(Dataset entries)
========
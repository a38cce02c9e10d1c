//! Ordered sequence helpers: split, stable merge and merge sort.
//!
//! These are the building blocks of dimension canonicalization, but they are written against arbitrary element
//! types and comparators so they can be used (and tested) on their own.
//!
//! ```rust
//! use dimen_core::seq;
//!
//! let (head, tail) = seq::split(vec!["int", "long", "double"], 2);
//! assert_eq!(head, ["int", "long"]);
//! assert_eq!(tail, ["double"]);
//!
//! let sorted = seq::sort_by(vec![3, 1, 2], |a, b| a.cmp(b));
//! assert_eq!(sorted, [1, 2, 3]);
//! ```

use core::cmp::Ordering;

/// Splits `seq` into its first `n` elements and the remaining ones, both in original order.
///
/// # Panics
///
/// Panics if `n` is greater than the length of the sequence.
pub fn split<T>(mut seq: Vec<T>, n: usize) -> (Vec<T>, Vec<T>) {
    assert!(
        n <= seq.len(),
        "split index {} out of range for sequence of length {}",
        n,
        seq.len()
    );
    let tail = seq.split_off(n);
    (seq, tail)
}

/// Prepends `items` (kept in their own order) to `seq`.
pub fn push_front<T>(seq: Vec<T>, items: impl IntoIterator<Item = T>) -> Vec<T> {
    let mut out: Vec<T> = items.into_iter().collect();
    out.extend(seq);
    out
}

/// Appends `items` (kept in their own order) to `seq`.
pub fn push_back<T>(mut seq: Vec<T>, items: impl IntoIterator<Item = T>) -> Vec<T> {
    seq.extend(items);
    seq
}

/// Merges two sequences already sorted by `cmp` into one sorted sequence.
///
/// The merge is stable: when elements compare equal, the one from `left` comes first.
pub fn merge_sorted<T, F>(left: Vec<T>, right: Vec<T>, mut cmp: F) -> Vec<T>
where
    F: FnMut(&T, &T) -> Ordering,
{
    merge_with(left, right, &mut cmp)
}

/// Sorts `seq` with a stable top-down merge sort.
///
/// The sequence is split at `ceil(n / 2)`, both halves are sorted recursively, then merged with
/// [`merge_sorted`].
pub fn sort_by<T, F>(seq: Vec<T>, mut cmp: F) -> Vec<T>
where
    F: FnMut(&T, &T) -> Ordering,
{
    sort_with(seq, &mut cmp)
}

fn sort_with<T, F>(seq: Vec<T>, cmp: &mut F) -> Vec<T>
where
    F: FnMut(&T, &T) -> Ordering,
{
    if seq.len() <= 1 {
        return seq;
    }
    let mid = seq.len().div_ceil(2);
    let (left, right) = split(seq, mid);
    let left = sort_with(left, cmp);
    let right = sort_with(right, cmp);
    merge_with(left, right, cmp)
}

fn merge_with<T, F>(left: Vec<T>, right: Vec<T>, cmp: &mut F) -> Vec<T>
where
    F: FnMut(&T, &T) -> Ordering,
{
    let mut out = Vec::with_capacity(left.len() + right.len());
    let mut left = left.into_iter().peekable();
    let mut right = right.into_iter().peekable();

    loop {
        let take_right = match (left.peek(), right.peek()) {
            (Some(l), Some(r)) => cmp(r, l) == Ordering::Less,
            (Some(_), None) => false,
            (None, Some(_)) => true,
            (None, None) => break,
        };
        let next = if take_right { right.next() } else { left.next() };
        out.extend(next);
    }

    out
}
========
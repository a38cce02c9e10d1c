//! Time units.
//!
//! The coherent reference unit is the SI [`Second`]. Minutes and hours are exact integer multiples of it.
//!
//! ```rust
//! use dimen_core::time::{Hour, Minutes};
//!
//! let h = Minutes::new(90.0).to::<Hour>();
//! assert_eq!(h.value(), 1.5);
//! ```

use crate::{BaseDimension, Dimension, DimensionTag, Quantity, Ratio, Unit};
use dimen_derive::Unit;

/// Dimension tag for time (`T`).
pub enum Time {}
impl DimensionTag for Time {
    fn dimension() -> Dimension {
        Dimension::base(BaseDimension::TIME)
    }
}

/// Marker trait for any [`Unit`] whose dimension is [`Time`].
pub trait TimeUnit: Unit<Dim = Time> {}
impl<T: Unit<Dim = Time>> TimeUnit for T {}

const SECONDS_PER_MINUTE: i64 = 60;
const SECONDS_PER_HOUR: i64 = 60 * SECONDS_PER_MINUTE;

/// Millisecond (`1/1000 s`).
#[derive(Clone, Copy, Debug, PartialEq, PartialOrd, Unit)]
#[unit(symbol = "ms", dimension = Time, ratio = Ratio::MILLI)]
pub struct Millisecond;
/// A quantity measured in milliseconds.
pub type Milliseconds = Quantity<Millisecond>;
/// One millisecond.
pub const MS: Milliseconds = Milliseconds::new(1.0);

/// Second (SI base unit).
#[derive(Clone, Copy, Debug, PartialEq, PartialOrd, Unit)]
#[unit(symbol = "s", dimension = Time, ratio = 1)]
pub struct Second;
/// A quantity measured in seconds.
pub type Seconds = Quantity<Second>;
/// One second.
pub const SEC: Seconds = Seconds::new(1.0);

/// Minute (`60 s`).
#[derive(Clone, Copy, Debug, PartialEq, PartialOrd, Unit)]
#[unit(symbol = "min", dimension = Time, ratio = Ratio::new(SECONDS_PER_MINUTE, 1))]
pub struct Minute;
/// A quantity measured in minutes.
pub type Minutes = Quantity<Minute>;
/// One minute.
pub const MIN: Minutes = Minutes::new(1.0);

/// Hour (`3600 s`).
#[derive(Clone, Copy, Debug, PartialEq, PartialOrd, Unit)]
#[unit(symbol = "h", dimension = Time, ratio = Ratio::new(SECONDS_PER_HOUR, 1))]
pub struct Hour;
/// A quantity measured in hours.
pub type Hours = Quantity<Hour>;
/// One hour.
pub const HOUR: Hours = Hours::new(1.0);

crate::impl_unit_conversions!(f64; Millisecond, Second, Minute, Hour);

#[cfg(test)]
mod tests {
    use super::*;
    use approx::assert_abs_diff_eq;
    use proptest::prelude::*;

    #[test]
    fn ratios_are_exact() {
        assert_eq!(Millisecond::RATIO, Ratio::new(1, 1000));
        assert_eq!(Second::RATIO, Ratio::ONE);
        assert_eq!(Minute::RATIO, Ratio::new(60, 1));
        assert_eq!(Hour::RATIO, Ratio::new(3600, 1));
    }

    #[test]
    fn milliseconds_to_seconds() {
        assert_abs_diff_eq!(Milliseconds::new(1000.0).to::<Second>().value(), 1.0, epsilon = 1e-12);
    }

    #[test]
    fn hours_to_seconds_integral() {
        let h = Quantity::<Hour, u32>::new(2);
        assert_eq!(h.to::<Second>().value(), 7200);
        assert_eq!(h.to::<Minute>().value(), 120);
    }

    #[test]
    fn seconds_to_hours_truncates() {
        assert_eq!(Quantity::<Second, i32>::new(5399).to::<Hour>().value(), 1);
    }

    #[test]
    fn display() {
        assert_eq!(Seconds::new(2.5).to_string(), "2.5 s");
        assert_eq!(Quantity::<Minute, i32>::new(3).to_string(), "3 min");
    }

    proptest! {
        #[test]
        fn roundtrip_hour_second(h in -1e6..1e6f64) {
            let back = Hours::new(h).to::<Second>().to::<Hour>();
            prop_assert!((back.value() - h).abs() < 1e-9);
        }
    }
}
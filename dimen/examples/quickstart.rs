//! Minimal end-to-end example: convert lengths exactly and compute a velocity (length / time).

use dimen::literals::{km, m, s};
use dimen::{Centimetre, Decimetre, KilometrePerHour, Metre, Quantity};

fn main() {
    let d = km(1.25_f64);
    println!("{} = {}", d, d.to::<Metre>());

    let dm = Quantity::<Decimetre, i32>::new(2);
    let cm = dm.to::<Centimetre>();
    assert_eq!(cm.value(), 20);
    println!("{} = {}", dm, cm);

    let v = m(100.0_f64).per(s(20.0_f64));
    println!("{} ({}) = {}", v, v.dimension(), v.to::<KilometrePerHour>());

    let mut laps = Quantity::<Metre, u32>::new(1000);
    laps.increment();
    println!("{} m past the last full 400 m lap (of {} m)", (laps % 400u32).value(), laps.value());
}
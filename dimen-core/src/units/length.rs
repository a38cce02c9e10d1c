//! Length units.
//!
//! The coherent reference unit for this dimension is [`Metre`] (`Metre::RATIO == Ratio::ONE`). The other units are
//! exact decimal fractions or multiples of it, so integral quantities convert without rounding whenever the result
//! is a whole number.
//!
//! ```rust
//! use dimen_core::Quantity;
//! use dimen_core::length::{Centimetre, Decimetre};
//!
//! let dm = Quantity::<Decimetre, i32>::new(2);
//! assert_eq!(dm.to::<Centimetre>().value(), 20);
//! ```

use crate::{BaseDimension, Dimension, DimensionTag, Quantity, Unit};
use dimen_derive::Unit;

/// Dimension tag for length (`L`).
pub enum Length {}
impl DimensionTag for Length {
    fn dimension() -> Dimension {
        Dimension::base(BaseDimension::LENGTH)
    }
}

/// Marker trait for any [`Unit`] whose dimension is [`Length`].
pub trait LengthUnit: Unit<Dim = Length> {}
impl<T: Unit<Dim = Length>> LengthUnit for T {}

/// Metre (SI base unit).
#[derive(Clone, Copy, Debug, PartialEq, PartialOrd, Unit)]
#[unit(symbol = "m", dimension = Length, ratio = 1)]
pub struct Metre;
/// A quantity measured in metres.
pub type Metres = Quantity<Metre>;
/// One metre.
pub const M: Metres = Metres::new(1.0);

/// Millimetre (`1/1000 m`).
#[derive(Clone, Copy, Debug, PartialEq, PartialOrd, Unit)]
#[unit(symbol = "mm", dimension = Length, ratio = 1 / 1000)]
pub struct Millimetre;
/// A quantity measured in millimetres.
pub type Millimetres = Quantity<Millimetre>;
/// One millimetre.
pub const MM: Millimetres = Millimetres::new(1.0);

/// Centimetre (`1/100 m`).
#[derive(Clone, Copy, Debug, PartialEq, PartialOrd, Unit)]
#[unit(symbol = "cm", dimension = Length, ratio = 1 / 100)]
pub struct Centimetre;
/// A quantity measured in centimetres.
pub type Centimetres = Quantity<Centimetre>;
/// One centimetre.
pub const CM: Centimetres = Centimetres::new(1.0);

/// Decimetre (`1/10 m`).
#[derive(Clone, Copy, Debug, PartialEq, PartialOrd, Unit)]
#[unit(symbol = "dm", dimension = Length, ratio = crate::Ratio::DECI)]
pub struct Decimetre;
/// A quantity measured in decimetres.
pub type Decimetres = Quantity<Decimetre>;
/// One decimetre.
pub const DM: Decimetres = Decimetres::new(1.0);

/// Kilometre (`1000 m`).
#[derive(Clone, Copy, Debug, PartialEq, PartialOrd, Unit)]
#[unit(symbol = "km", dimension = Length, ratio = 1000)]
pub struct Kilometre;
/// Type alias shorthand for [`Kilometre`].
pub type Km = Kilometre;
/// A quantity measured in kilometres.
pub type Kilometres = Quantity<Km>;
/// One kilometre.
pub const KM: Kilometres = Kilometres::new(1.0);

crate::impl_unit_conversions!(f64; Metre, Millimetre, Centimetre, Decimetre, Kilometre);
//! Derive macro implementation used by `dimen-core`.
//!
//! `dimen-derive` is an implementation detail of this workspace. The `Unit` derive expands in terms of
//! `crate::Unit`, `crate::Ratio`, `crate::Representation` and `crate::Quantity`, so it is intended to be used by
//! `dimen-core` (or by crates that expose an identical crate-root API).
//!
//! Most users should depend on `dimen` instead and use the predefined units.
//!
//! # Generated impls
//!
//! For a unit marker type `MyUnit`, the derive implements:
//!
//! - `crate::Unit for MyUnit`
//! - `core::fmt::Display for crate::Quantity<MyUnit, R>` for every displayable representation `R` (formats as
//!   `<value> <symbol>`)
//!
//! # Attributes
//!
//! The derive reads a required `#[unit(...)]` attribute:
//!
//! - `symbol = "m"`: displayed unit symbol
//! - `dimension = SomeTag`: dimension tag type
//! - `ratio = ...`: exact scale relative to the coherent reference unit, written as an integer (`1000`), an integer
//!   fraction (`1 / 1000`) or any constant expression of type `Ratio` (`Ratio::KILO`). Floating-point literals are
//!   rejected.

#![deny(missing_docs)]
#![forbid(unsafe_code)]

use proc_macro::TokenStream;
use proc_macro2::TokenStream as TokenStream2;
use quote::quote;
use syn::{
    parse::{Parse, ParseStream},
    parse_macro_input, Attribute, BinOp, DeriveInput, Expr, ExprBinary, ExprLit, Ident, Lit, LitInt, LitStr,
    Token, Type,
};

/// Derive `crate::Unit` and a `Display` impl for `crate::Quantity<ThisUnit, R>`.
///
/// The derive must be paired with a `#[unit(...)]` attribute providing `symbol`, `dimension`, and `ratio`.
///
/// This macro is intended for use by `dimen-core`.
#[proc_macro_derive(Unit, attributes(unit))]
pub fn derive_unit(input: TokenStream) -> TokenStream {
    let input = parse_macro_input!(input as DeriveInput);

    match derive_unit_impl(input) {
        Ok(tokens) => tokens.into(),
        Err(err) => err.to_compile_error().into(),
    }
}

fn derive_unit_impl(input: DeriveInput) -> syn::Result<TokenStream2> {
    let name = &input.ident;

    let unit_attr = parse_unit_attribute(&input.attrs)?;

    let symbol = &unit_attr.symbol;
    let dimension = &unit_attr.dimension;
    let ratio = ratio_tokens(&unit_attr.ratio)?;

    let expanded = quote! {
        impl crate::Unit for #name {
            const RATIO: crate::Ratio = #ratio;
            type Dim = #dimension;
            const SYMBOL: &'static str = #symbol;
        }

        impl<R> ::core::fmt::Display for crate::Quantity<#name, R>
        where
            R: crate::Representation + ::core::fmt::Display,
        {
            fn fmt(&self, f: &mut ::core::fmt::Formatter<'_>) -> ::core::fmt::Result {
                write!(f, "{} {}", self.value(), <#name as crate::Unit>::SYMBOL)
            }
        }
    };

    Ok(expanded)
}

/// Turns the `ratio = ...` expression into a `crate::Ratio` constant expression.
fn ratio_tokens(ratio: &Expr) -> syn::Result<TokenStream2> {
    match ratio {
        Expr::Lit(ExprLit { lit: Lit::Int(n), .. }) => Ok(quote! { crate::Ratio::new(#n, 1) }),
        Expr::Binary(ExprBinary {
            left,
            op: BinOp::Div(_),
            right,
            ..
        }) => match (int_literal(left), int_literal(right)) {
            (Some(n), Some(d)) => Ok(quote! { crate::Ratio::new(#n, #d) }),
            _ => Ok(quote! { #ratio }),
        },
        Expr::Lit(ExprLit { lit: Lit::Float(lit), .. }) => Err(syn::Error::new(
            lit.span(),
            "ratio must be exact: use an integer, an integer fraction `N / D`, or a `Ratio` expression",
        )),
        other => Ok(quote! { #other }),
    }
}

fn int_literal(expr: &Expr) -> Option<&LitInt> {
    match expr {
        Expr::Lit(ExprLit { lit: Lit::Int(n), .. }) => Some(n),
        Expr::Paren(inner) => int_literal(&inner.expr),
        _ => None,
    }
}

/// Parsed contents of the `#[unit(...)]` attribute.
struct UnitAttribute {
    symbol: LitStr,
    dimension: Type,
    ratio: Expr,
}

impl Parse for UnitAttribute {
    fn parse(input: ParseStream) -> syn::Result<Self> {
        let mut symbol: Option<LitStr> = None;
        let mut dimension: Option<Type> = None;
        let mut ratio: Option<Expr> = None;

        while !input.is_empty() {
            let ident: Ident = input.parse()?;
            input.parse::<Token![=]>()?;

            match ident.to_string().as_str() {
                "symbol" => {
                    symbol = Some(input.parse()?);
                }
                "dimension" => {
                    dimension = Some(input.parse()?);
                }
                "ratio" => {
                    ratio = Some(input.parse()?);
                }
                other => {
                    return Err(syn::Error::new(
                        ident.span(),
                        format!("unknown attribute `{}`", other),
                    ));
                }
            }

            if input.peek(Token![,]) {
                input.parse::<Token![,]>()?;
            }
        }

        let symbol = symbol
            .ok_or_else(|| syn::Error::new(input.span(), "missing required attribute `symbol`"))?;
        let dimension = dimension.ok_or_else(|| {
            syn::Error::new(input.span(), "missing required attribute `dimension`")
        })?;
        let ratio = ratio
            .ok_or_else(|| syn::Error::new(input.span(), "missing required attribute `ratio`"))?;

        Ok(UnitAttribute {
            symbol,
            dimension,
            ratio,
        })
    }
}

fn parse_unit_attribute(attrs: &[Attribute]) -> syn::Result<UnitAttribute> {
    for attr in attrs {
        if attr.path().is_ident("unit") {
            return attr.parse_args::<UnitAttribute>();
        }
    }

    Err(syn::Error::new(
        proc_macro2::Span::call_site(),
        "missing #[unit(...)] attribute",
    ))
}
========
# [YOUR GOAL]
Please copy, exactly and with nothing else, the lines above beginning at the line that has "const SECONDS_PER_HOUR: i64" and ending with the line that has "pub type Milliseconds".

# [SOLUTION FOR THIS PROBLEM]
const SECONDS_PER_HOUR: i64 = 60 * SECONDS_PER_MINUTE;

/// Millisecond (`1/1000 s`).
#[derive(Clone, Copy, Debug, PartialEq, PartialOrd, Unit)]
#[unit(symbol = "ms", dimension = Time, ratio = Ratio::MILLI)]
pub struct Millisecond;
/// A quantity measured in milliseconds.
pub type Milliseconds = Quantity<Millisecond>;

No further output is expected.